The reasons given in State ex rel. Riggs v. Oak Lake Farms, Inc. (1986), 26 Ohio St.3d 173, 26 OBR 149, 497 N.E.2d 720, for declaring C-19 fee bills to be unreliable evidence are unpersuasive. Each reason actually represents the sort of factor that affects the weight to be given to C-19 responses, which is a function *589exclusively within the province of the commission. State ex rel. Binegar v. Indus. Comm. (1997), 80 Ohio St.3d 470, 474, 687 N.E.2d 437, 440.
C-19 fee bills are documents like any other that might be offered as proof. They are not intrinsically untrustworthy. Riggs makes much of the. fact that secretaries or bookkeepers fill out the C-19 forms, but the same could be said of any form completed by a doctor’s office — including the C-84’s supporting Thompson’s position. Notably, Thompson’s doctor signed and certified that the C-19 fee bills here were accurate.
The commission, as trier-of-fact, should have had authority to consider the C-19 form representation that Thompson had no disability due to his injury. That consideration is assessed with the C-84 form representations that Thompson did have such a disability. And under established precedent, the commission was entitled to disregard both sets of forms on the ground that they were too equivocal to constitute credible evidence of Thompson’s temporary total disability. State ex rel. Eberhardt v. Flxible Corp. (1994), 70 Ohio St.3d 649, 657, 640 N.E.2d 815, 821; State ex rel. Chrysler Corp. v. Indus.

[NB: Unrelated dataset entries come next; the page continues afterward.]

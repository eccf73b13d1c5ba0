/// Edge weight type, distance in kilometers
pub type Weight = u32;
/// Accumulated length of a path, wide enough for any sum of route weights
pub type Distance = u64;
/// Unit label printed after every distance
pub const DISTANCE_UNIT: &str = "km";
/// Separator between two airports of a path or a route
pub const ROUTE_SEPARATOR: &str = "→";
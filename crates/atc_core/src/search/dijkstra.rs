use std::collections::BinaryHeap;

use crate::constants::Distance;
use crate::graph::*;
use crate::search::shortest_path::ShortestPath;
use crate::statistics::SearchStats;
use log::{debug, info};
use rustc_hash::{FxHashMap, FxHashSet};

/// Frontier entry. Ordered so that `BinaryHeap` pops the smallest weight first,
/// ties go to the lower node index.
#[derive(Debug, PartialEq, Eq)]
pub(crate) struct Candidate {
    pub(crate) node_idx: NodeIndex,
    pub(crate) weight: Distance,
}

impl Candidate {
    pub(crate) fn new(node_idx: NodeIndex, weight: Distance) -> Self {
        Self { node_idx, weight }
    }
}

impl PartialOrd for Candidate {
    fn partial_cmp(&self, other: &Self) -> Option<std::cmp::Ordering> {
        Some(self.cmp(other))
    }
}

impl Ord for Candidate {
    fn cmp(&self, other: &Self) -> std::cmp::Ordering {
        other
            .weight
            .cmp(&self.weight)
            .then_with(|| other.node_idx.cmp(&self.node_idx))
    }
}

pub struct Dijkstra<'a> {
    pub stats: SearchStats,
    g: &'a RouteGraph,
}

impl<'a> Dijkstra<'a> {
    pub fn new(graph: &'a RouteGraph) -> Self {
        Dijkstra {
            g: graph,
            stats: SearchStats::default(),
        }
    }

    /// Shortest path from `source` to `target`, stopping as soon as `target`
    /// is settled.
    ///
    /// **Panics** if `source` is not a node of the graph
    pub fn search(&mut self, source: NodeIndex, target: NodeIndex) -> Option<ShortestPath> {
        self.stats.init();

        if source == target {
            self.stats.nodes_settled += 1;
            self.stats.finish();
            return Some(ShortestPath::new(vec![source], 0));
        }

        let mut node_data: FxHashMap<NodeIndex, (Distance, Option<NodeIndex>)> =
            FxHashMap::default();
        node_data.insert(source, (0, None));

        let mut settled = FxHashSet::default();
        let mut queue = BinaryHeap::new();

        queue.push(Candidate::new(source, 0));

        while let Some(Candidate { weight, node_idx }) = queue.pop() {
            // Stale entry, node was settled with a smaller weight already
            if !settled.insert(node_idx) {
                continue;
            }
            self.stats.nodes_settled += 1;

            if node_idx == target {
                break;
            }

            for edge in self.g.neighbors(node_idx) {
                if settled.contains(&edge.target) {
                    continue;
                }

                let new_distance = weight + Distance::from(edge.weight);
                let improves = node_data
                    .get(&edge.target)
                    .map_or(true, |(distance, _)| new_distance < *distance);

                if improves {
                    node_data.insert(edge.target, (new_distance, Some(node_idx)));
                    queue.push(Candidate::new(edge.target, new_distance));
                }
            }
        }
        self.stats.finish();

        let sp = if settled.contains(&target) {
            super::reconstruct_path(target, source, &node_data)
        } else {
            None
        };

        if sp.is_some() {
            debug!("Path found: {:?}", sp);
            info!(
                "Path found: {:?}/{} nodes settled",
                self.stats.duration.unwrap_or_default(),
                self.stats.nodes_settled
            );
        } else {
            info!(
                "No path found: {:?}/{} nodes settled",
                self.stats.duration.unwrap_or_default(),
                self.stats.nodes_settled
            );
        }

        sp
    }
}
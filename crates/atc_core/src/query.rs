//! Shortest path queries by airport code.
use log::debug;

use crate::constants::Distance;
use crate::graph::{normalize_code, RouteGraph};
use crate::search::dijkstra::Dijkstra;
use crate::statistics::SearchStats;

/// Outcome of a single [`PathQueryService::query`].
#[derive(Debug, Clone, PartialEq, Eq)]
pub enum PathResult {
    /// Airports from start to end, both inclusive.
    Found {
        airports: Vec<String>,
        total_weight: Distance,
    },
    /// Both airports exist but no sequence of routes connects them.
    NotFound { start: String, end: String },
    /// Codes the graph does not know, start first.
    UnknownAirport { codes: Vec<String> },
}

impl PathResult {
    pub fn is_found(&self) -> bool {
        matches!(self, PathResult::Found { .. })
    }
}

/// Answers shortest path queries on a borrowed, immutable [`RouteGraph`].
#[derive(Debug, Clone, Copy)]
pub struct PathQueryService<'a> {
    graph: &'a RouteGraph,
}

impl<'a> PathQueryService<'a> {
    pub fn new(graph: &'a RouteGraph) -> Self {
        PathQueryService { graph }
    }

    /// Shortest path from `start` to `end`.
    ///
    /// Both codes are trimmed and upper-cased first. Unknown codes are
    /// reported before any search is run.
    pub fn query(&self, start: &str, end: &str) -> PathResult {
        self.query_with_stats(start, end).0
    }

    /// Like [`query`](Self::query), also returning the stats of the search.
    /// Stats stay at their defaults if no search was run.
    pub fn query_with_stats(&self, start: &str, end: &str) -> (PathResult, SearchStats) {
        let start = normalize_code(start);
        let end = normalize_code(end);

        let mut unknown = Vec::new();
        for code in [&start, &end] {
            if !self.graph.has_airport(code) && !unknown.contains(code) {
                unknown.push(code.clone());
            }
        }

        let (Some(source), Some(target)) = (
            self.graph.airport_index(&start),
            self.graph.airport_index(&end),
        ) else {
            debug!("Unknown airport(s) in query {start} -> {end}: {unknown:?}");
            return (
                PathResult::UnknownAirport { codes: unknown },
                SearchStats::default(),
            );
        };

        let mut dijkstra = Dijkstra::new(self.graph);
        let result = match dijkstra.search(source, target) {
            Some(sp) => PathResult::Found {
                airports: sp
                    .nodes
                    .iter()
                    .map(|node| self.graph.code(*node).to_string())
                    .collect(),
                total_weight: sp.weight,
            },
            None => PathResult::NotFound { start, end },
        };
        (result, dijkstra.stats)
    }
}
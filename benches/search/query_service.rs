use atc_core::prelude::*;
use criterion::{black_box, criterion_group, criterion_main, Criterion};
use rand::{rngs::StdRng, seq::SliceRandom, SeedableRng};

criterion_group!(benches, random_queries);
criterion_main!(benches);

fn random_queries(c: &mut Criterion) {
    let g = RouteGraph::with_default_routes().expect("Built-in routes are valid");
    let service = PathQueryService::new(&g);

    let mut pool: Vec<String> = g.airports().map(|a| a.code.clone()).collect();
    // Include one unknown code to cover the validation path
    pool.push("Z".to_string());

    let mut rng: StdRng = SeedableRng::seed_from_u64(187);
    let queries: Vec<(String, String)> = (0..1_000)
        .filter_map(|_| Some((pool.choose(&mut rng)?.clone(), pool.choose(&mut rng)?.clone())))
        .collect();

    c.bench_function("query_service_random_pairs", |b| {
        b.iter(|| {
            for (start, end) in &queries {
                black_box(service.query(start, end));
            }
        })
    });
}
use std::path::PathBuf;

use anyhow::Context;
use clap::Parser;

use crate::graph::RouteGraph;

#[derive(Parser, Debug)]
#[command(author = "Daniel Holzner", version, about, long_about = None)]
struct Cli {
    /// Path to a csv file with `from,to,weight` rows. The built-in routes are
    /// used if omitted
    #[arg(short, long, value_name = "file")]
    routes: Option<PathBuf>,

    /// File the REPL keeps its command history in
    #[arg(long, value_name = "file", default_value = "history")]
    history: PathBuf,

    /// Number of history entries to keep
    #[arg(long, default_value = "100")]
    history_size: usize,
}

#[derive(Debug, Clone, PartialEq, Eq)]
pub struct Cfg {
    pub routes_file: Option<PathBuf>,
    pub history_file: PathBuf,
    pub history_size: usize,
}

impl Cfg {
    /// Builds the route graph this configuration points at.
    pub fn load_graph(&self) -> anyhow::Result<RouteGraph> {
        match &self.routes_file {
            Some(path) => RouteGraph::from_csv(path),
            None => RouteGraph::with_default_routes().context("Built-in route table is invalid"),
        }
    }
}

impl From<Cli> for Cfg {
    fn from(cli: Cli) -> Self {
        Cfg {
            routes_file: cli.routes,
            history_file: cli.history,
            history_size: cli.history_size,
        }
    }
}

pub fn parse() -> Cfg {
    Cli::parse().into()
}

pub fn parse_from<I, T>(args: I) -> Result<Cfg, clap::Error>
where
    I: IntoIterator<Item = T>,
    T: Into<std::ffi::OsString> + Clone,
{
    Cli::try_parse_from(args).map(Cfg::from)
}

Comm. (1998), 81 Ohio St.3d 158, 164, 689 N.E.2d 951, 956. Thus, the commission did not abuse its discretion in finding that no evidence proved Thompson’s eligibility for temporary total disability compensation or in denying this relief.
I would reverse the court of appeals’ judgment and deny the writ of mandamus, leaving the commission’s order undisturbed.